Mas por que planos anteriores não deram certo? Ailson Fernandes explicou que eram propostas que buscavam mitigar a inflação, mas combatendo os sintomas (alta de preços) e não a doença (a inflação). Segundo ele, o Plano Real surge sabendo lidar com os erros do passado. Um passo importante foi explicar as mudanças para a população. 

“Teve transparência. Foi uma migração de dez meses com transparência para a população brasileira. A população brasileira sabia que o Real iria chegar no dia 1º de julho de 1994”, salientou. Isso tudo numa época em que o receio em relação aos planos econômicos era enorme. Ailson Fernandes comentou que a indexação da moeda ao dólar foi um acerto.

 

DÓLAR

“De fato foi uma proposta assertiva porque o dólar tinha um prestígio muito grande, era uma moeda muito forte naquela época, e a partir do momento que o Real começou a equivaler ao dólar e nessa paridade mostrou segurança à nação brasileira em relação à sua economia, ao controle da inflação, se tornando uma moeda forte também”, disse o economista.

A moeda forte atraiu investimentos, mas antes disso foi preciso que o Brasil negociasse a dívida externa e implantasse um programa de privatizações, com abertura comercial do país. Essa etapa já aconteceu no governo de FHC. E o país venceu a inflação. 

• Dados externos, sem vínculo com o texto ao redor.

//! Trace sinks.
//!
//! A sink receives fully encoded blocks. The capture manager serializes access to its sink,
//! so implementations need no internal locking of their own.

use std::{
    fs::File,
    io::{BufWriter, Write},
    path::{Path, PathBuf},
    sync::{Arc, Mutex, PoisonError},
};

use crate::{
    format::{Encoder, TraceFlags},
    Result,
};

/// Destination for encoded trace blocks.
pub trait TraceSink: Send {
    /// Appends one encoded block.
    ///
    /// # Errors
    /// Returns [`crate::Error::Io`] if the block could not be written.
    fn write_block(&mut self, block: &[u8]) -> Result<()>;

    /// Pushes buffered data to its destination.
    ///
    /// # Errors
    /// Returns [`crate::Error::Io`] if buffered data could not be written.
    fn flush(&mut self) -> Result<()>;
}

/// Buffered trace file.
#[derive(Debug)]
pub struct FileSink {
    writer: BufWriter<File>,
    path: PathBuf,
    flush_each_block: bool,
}

impl FileSink {
    /// Creates (or truncates) the file at `path` and writes the trace header.
    ///
    /// With `flush_each_block` every block reaches the OS before `write_block` returns, so a
    /// crashing host loses nothing that was already encoded.
    ///
    /// # Errors
    /// Returns [`crate::Error::Io`] if the file cannot be created or the header written.
    pub fn create(path: impl AsRef<Path>, flush_each_block: bool) -> Result<Self> {
        let path = path.as_ref().to_path_buf();
        let mut writer = BufWriter::new(File::create(&path)?);

        let mut flags = TraceFlags::THREAD_IDS;
        if flush_each_block {
            flags |= TraceFlags::FLUSHED_PER_BLOCK;
        }
        writer.write_all(&Encoder::header(flags))?;

        log::debug!("writing capture to {}", path.display());
        Ok(Self {
            writer,
            path,
            flush_each_block,
        })
    }

    /// Path of the trace file.
    #[must_use]
    pub fn path(&self) -> &Path {
        &self.path
    }
}

impl TraceSink for FileSink {
    fn write_block(&mut self, block: &[u8]) -> Result<()> {
        self.writer.write_all(block)?;
        if self.flush_each_block {
            self.writer.flush()?;
        }
        Ok(())
    }

    fn flush(&mut self) -> Result<()> {
        self.writer.flush()?;
        Ok(())
    }
}

/// In-memory trace shared with whoever holds a clone.
///
/// Starts with a file header, so [`MemorySink::contents`] is a complete trace at any time.
#[derive(Clone, Debug)]
pub struct MemorySink {
    buffer: Arc<Mutex<Vec<u8>>>,
}

impl MemorySink {
    /// Creates a sink holding only the trace header.
    #[must_use]
    pub fn new() -> Self {
        Self {
            buffer: Arc::new(Mutex::new(
                Encoder::header(TraceFlags::THREAD_IDS).to_vec(),
            )),
        }
    }

    /// Copy of the trace written so far.
    #[must_use]
    pub fn contents(&self) -> Vec<u8> {
        self.buffer
            .lock()
            .unwrap_or_else(PoisonError::into_inner)
            .clone()
    }
}

impl Default for MemorySink {
    fn default() -> Self {
        Self::new()
    }
}

impl TraceSink for MemorySink {
    fn write_block(&mut self, block: &[u8]) -> Result<()> {
        self.buffer
            .lock()
            .unwrap_or_else(PoisonError::into_inner)
            .extend_from_slice(block);
        Ok(())
    }

    fn flush(&mut self) -> Result<()> {
        Ok(())
    }
}

/// Discards everything.
#[derive(Clone, Copy, Debug, Default)]
pub struct NullSink;

impl TraceSink for NullSink {
    fn write_block(&mut self, _block: &[u8]) -> Result<()> {
        Ok(())
    }

    fn flush(&mut self) -> Result<()> {
        Ok(())
    }
}

#[cfg(test)]
mod tests {
    use super::*;
    use crate::format::HEADER_SIZE;

    #[test]
    fn test_memory_sink_shared_buffer() {
        let sink = MemorySink::new();
        let mut writer: Box<dyn TraceSink> = Box::new(sink.clone());
        writer.write_block(&[1, 2, 3]).unwrap();

        let contents = sink.contents();
        assert_eq!(contents.len(), HEADER_SIZE + 3);
        assert_eq!(&contents[..4], b"CPSC");
        assert_eq!(&contents[HEADER_SIZE..], &[1, 2, 3]);
    }

    #[test]
    fn test_file_sink_writes_header_and_blocks() {
        let dir = tempfile::tempdir().unwrap();
        let path = dir.path().join("trace.cpsc");

        let mut sink = FileSink::create(&path, false).unwrap();
        sink.write_block(&[9; 4]).unwrap();
        sink.flush().unwrap();
        assert_eq!(sink.path(), path.as_path());

        let bytes = std::fs::read(&path).unwrap();
        assert_eq!(bytes.len(), HEADER_SIZE + 4);
        assert_eq!(&bytes[..4], b"CPSC");
    }

    #[test]
    fn test_file_sink_flush_each_block_sets_flag() {
        let dir = tempfile::tempdir().unwrap();
        let path = dir.path().join("flushed.cpsc");

        let mut sink = FileSink::create(&path, true).unwrap();
        sink.write_block(&[7]).unwrap();

        let bytes = std::fs::read(&path).unwrap();
        let flags = u32::from_le_bytes(bytes[8..12].try_into().unwrap());
        assert!(TraceFlags::from_bits_truncate(flags).contains(TraceFlags::FLUSHED_PER_BLOCK));
        assert_eq!(bytes.len(), HEADER_SIZE + 1);
    }

    #[test]
    fn test_file_sink_bad_path() {
        let dir = tempfile::tempdir().unwrap();
        let path = dir.path().join("missing").join("trace.cpsc");
        assert!(matches!(
            FileSink::create(path, false),
            Err(crate::Error::Io(_))
        ));
    }
}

“A inflação é um mal, mas ela é um mal que serve para o bem. Quando ela está descontrolada, ela é um mal. Quando ela é controlada, ela é um bem. Porque se não há inflação, não há crescimento. Nesse sentido, você percebe que a inflação mostra o aquecimento da economia”, destacou Ailson.

Segundo o economista, graças ao tripé macroeconômico, não há possibilidade do retorno da hiperinflação. “O Brasil tem políticas restritivas e expansionistas. Restritivas quando a inflação está alta, onde ele faz essa retirada de dinheiro natural. Expansionista quando ele quer fomentar a economia”, explicou.